Some lines below hold "augmentation". Pick them out and copy them.

─── Data provided ───

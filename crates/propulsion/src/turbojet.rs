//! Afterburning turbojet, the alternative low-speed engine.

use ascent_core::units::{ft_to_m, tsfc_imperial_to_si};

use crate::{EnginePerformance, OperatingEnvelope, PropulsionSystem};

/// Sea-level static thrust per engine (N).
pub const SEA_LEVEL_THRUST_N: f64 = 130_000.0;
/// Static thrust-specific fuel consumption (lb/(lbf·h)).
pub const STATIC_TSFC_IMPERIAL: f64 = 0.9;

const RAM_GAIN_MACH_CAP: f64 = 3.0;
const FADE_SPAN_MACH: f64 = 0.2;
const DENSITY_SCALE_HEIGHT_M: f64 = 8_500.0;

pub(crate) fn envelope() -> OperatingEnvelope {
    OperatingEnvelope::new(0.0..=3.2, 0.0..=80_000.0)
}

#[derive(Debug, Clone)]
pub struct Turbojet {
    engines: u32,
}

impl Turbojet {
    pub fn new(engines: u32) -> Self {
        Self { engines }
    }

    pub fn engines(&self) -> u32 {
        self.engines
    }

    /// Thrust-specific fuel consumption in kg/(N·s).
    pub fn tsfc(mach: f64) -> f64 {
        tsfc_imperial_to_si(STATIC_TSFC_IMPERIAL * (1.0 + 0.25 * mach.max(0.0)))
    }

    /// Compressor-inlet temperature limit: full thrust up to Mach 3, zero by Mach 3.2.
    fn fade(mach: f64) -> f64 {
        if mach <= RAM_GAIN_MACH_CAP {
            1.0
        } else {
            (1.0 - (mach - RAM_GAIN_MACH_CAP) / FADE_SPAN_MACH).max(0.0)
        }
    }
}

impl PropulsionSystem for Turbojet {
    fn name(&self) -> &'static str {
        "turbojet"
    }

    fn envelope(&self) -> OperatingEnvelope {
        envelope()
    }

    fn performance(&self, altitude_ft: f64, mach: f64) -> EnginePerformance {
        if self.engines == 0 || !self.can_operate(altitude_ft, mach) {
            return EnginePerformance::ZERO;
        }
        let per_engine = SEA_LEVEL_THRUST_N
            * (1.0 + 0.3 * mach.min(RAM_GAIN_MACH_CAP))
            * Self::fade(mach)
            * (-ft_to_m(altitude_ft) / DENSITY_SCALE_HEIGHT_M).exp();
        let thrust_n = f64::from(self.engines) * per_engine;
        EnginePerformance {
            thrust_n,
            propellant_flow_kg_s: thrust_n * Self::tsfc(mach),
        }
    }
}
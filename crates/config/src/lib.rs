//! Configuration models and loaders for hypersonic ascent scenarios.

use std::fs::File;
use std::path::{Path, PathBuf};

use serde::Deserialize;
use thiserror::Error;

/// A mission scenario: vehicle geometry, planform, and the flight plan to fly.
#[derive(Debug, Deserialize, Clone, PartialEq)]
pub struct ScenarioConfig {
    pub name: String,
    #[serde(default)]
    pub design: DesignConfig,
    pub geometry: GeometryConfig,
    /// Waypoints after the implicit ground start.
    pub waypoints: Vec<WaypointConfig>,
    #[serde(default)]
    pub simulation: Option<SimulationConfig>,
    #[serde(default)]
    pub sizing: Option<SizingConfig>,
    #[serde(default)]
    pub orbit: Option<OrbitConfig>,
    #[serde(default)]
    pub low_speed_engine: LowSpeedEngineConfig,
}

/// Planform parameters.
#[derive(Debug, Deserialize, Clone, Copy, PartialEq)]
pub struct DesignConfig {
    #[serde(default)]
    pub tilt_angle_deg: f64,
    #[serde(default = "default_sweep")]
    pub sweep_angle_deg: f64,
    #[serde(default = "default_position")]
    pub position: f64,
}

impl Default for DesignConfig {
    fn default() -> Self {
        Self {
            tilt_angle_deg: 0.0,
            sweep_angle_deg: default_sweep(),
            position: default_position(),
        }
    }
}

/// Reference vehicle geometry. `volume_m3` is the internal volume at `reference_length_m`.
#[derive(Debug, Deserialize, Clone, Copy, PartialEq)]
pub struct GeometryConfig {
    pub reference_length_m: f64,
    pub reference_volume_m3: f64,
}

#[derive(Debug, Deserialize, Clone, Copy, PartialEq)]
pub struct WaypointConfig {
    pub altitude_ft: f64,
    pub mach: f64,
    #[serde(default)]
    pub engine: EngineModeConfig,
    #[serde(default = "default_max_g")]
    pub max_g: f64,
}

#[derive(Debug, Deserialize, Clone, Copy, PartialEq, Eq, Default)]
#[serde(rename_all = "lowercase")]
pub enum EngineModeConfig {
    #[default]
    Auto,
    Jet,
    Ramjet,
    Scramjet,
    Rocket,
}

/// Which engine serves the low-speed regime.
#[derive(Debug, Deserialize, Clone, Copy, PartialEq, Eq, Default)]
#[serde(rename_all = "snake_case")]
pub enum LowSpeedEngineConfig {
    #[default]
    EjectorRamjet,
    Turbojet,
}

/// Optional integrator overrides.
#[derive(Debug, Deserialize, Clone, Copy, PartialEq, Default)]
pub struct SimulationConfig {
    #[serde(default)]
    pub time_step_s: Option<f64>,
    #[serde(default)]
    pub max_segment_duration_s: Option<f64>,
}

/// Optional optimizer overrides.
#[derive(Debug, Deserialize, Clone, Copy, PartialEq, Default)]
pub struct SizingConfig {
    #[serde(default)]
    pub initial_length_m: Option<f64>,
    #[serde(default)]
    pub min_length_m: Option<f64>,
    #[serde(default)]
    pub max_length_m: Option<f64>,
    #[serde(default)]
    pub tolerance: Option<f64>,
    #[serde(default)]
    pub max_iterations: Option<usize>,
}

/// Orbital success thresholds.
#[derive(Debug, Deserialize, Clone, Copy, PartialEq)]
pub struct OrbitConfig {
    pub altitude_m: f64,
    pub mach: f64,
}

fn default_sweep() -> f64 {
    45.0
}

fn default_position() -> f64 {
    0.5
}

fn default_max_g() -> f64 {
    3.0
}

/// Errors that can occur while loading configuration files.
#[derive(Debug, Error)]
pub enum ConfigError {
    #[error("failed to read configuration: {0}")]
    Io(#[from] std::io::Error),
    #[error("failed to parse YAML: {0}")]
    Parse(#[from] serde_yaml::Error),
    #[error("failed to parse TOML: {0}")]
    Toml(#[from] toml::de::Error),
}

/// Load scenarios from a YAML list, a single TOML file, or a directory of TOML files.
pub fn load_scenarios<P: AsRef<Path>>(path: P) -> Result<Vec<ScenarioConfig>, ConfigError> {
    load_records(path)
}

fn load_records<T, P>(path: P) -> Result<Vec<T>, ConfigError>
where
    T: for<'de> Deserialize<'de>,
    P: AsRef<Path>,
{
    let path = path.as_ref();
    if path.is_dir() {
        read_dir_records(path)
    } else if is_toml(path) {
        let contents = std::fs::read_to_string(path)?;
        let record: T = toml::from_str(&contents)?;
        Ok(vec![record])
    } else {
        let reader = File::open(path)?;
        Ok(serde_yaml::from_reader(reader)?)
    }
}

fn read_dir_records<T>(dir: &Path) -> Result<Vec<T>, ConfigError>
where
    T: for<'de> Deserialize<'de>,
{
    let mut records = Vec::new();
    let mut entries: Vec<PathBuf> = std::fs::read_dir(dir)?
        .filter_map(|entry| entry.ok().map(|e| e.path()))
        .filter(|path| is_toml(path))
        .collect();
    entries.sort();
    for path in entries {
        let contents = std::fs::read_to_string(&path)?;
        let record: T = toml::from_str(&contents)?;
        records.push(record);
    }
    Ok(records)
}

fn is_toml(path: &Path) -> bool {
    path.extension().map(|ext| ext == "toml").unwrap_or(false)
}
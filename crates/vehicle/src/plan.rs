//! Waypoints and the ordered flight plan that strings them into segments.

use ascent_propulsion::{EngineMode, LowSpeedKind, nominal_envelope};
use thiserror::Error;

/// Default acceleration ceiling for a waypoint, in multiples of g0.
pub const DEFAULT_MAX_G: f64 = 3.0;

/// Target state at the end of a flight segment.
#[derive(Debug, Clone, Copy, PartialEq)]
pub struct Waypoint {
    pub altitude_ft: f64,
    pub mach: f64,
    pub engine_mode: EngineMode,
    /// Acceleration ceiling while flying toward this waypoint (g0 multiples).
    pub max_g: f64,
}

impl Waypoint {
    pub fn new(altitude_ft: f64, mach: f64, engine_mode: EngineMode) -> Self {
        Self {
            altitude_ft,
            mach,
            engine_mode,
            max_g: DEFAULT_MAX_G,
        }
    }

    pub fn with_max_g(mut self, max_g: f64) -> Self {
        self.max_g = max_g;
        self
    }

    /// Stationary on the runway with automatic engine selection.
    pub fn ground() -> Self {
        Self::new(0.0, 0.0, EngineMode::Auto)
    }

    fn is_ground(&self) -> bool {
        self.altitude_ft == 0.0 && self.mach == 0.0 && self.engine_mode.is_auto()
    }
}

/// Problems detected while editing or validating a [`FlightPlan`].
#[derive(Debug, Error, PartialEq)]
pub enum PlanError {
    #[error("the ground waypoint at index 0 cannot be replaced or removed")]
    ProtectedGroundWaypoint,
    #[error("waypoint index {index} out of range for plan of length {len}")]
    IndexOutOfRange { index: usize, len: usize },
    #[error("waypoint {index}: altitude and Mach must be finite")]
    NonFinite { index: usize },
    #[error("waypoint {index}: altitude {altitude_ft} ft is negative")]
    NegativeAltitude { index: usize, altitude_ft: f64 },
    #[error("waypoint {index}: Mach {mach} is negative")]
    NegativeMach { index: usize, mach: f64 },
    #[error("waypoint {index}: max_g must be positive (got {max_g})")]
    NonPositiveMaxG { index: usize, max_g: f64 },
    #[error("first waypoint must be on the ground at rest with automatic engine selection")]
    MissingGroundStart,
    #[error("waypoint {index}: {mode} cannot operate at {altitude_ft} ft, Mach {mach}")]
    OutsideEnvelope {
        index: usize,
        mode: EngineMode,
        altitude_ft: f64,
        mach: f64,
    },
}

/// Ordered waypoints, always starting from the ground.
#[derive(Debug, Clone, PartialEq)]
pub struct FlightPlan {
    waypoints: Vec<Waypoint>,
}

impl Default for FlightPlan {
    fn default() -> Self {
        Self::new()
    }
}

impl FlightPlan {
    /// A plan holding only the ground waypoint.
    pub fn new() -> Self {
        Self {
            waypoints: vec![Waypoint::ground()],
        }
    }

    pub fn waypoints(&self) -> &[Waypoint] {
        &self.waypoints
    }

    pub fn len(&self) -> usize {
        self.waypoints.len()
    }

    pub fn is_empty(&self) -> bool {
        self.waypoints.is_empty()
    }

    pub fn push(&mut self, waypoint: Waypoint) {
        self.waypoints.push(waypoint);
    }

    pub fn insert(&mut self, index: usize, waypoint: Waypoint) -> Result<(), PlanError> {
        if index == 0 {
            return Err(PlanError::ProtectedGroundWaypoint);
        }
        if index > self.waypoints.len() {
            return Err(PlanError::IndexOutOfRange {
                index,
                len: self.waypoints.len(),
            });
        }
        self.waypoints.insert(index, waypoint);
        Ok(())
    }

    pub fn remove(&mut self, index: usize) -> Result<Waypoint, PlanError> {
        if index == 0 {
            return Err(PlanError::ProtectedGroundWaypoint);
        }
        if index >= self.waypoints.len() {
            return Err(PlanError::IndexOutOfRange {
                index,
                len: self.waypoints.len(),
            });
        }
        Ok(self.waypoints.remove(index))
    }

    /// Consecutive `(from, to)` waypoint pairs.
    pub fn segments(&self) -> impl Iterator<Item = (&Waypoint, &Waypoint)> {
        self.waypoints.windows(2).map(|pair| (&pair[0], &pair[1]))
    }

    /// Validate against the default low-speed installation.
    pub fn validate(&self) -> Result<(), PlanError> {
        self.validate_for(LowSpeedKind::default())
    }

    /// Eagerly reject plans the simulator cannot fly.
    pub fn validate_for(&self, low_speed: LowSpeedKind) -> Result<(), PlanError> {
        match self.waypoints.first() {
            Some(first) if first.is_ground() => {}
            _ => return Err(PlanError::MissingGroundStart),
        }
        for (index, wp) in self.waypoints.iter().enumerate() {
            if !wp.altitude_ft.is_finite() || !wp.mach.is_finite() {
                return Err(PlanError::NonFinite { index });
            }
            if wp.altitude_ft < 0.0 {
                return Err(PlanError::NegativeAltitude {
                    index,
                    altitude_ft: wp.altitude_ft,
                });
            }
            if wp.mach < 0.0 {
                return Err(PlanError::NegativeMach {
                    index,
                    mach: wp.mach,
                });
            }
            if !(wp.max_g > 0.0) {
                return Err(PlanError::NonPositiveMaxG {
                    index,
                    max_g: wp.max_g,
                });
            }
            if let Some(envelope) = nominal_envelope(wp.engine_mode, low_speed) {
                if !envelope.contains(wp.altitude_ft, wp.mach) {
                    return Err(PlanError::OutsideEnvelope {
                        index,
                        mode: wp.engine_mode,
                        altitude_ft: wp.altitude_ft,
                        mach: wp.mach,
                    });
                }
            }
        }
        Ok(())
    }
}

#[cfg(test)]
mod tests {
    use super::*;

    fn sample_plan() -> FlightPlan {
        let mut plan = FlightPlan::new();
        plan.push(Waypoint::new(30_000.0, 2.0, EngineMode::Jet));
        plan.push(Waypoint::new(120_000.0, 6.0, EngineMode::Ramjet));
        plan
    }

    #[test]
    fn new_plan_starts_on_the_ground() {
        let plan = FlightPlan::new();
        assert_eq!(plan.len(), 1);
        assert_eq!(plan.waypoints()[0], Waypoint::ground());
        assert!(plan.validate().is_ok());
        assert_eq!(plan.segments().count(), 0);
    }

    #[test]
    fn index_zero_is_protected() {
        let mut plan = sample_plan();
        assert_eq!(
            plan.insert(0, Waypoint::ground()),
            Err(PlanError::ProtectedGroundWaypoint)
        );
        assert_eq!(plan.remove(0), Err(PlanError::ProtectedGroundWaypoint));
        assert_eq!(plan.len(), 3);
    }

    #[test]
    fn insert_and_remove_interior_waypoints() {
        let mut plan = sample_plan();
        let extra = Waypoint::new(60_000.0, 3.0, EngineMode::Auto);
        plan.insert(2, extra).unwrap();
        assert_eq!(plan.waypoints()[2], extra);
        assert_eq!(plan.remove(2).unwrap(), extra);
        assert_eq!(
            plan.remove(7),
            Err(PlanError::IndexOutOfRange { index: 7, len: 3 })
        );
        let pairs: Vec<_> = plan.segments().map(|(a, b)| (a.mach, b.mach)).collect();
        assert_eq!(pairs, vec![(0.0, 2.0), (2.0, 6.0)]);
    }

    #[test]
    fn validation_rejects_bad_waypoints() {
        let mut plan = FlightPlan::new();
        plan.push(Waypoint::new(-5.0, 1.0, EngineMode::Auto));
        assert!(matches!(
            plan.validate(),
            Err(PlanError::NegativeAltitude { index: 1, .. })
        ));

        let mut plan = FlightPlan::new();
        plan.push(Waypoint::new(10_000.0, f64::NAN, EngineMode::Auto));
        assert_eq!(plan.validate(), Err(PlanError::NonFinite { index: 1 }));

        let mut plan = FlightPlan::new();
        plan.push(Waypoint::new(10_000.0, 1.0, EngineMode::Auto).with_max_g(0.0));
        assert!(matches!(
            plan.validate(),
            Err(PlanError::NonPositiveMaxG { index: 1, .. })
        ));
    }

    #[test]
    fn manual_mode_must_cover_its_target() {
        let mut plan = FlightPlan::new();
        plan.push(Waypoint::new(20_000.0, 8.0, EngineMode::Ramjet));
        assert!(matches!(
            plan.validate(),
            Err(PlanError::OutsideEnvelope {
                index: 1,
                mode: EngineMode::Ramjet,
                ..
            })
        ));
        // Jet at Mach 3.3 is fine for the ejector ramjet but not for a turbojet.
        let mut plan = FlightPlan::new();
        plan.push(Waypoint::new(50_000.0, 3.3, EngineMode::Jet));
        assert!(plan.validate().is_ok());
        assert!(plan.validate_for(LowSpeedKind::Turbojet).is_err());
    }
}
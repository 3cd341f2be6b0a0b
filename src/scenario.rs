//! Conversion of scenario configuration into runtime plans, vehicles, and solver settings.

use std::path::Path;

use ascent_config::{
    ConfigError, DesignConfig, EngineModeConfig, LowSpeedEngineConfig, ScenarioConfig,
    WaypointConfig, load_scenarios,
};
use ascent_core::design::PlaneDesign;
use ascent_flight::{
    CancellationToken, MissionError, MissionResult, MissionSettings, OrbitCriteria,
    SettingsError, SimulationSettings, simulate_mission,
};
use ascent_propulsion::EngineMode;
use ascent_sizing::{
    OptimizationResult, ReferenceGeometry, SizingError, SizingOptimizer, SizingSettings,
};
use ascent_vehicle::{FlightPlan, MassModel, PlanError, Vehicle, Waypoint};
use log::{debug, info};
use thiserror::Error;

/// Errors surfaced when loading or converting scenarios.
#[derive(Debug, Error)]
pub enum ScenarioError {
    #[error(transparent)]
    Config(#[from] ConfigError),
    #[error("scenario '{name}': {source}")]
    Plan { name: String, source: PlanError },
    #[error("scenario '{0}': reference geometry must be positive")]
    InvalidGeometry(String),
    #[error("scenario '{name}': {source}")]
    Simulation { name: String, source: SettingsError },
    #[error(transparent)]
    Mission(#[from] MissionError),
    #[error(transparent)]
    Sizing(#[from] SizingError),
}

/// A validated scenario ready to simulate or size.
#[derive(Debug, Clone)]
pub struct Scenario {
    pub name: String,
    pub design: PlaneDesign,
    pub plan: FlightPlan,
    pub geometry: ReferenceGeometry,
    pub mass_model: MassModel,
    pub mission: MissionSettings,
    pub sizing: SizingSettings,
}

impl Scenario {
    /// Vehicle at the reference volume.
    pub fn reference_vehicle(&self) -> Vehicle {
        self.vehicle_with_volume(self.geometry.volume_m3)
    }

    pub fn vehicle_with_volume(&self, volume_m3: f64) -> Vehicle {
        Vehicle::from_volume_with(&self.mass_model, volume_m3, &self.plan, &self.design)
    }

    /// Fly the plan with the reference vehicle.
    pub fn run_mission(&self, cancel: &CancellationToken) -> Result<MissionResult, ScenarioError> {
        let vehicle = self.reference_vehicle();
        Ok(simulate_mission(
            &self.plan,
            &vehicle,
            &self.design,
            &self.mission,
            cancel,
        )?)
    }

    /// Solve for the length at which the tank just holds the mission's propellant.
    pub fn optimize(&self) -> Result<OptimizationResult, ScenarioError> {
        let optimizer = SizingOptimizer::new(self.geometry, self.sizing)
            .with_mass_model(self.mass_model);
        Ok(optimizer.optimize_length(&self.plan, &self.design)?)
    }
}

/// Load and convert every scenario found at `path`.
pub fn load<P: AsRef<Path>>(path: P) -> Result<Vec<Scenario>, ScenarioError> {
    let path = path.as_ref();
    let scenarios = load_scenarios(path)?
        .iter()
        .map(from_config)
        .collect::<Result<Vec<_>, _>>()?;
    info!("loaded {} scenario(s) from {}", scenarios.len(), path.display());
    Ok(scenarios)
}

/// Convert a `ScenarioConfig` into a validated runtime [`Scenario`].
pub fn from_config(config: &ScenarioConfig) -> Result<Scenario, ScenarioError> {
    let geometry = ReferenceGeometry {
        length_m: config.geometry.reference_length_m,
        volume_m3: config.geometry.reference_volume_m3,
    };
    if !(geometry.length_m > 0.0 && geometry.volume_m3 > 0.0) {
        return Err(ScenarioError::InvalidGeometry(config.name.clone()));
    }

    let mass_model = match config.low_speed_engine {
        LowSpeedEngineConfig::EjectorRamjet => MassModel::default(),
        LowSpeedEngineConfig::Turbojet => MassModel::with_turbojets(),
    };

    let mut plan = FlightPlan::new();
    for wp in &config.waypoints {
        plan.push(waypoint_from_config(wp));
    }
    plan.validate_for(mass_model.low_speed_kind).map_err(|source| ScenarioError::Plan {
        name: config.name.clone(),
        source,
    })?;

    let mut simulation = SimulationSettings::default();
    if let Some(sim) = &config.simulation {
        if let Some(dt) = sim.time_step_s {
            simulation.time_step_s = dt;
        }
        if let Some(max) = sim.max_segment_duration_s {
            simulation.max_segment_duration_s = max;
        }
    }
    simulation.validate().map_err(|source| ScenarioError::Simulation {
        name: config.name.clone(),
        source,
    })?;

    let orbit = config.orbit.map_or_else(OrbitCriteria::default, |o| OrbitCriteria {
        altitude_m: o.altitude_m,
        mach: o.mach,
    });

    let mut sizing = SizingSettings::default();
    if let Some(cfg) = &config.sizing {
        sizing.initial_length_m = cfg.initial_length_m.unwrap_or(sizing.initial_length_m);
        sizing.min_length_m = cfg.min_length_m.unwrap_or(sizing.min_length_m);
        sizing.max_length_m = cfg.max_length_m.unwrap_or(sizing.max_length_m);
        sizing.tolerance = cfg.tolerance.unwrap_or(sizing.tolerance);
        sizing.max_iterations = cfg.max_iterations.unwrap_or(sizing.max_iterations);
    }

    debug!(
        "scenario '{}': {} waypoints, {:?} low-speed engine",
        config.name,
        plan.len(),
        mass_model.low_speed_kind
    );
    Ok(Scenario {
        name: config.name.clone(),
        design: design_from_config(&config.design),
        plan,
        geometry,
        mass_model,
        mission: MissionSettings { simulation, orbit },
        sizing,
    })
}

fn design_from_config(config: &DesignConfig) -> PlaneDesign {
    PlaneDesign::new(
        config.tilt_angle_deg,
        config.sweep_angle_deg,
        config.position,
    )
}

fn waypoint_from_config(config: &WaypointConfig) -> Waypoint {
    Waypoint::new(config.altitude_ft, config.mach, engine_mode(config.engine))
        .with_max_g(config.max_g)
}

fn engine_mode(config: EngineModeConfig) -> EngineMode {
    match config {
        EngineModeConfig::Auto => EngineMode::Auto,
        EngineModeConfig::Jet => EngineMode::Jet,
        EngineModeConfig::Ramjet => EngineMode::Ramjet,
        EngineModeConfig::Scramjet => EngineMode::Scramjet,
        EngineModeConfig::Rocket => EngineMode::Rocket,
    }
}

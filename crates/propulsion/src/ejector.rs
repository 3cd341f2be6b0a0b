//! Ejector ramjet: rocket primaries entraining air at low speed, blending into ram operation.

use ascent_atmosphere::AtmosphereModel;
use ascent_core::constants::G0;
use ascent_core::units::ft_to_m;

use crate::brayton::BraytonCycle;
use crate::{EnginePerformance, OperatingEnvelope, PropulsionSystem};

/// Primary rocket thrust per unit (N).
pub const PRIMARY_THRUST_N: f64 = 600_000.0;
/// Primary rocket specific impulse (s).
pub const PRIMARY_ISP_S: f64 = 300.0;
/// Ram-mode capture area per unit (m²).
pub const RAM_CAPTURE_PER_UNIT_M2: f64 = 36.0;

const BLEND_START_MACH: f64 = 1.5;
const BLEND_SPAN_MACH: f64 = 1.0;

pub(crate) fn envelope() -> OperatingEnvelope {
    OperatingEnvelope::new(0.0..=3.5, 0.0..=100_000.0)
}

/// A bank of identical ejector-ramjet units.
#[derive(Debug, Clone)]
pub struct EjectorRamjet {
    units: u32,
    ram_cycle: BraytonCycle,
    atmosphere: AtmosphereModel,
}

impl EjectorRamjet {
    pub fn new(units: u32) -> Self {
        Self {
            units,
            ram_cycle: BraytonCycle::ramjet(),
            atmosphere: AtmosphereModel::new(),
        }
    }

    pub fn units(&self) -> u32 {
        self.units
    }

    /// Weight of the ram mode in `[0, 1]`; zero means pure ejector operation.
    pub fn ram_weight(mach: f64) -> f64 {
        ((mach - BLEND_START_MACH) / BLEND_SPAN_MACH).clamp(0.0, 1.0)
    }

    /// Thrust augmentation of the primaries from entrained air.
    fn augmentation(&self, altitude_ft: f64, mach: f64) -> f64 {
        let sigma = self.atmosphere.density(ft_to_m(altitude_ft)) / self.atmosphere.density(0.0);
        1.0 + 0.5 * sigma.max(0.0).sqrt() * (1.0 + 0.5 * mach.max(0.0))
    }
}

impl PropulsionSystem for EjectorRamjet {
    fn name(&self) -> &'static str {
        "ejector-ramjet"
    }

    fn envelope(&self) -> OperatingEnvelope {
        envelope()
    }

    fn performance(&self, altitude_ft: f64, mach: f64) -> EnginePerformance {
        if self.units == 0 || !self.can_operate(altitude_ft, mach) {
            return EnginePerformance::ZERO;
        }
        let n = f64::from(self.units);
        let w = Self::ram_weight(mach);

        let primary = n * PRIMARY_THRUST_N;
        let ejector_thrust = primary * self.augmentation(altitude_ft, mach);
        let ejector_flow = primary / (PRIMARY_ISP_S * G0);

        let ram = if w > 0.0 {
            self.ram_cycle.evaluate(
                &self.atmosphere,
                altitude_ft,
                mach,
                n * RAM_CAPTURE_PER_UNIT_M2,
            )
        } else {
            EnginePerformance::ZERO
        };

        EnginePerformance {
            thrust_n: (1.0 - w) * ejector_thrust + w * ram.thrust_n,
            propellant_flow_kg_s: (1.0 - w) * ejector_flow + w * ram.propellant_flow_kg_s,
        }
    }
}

───

[Task answer]
    /// Thrust augmentation of the primaries from entrained air.
    fn augmentation(&self, altitude_ft: f64, mach: f64) -> f64 {
        let ejector_thrust = primary * self.augmentation(altitude_ft, mach);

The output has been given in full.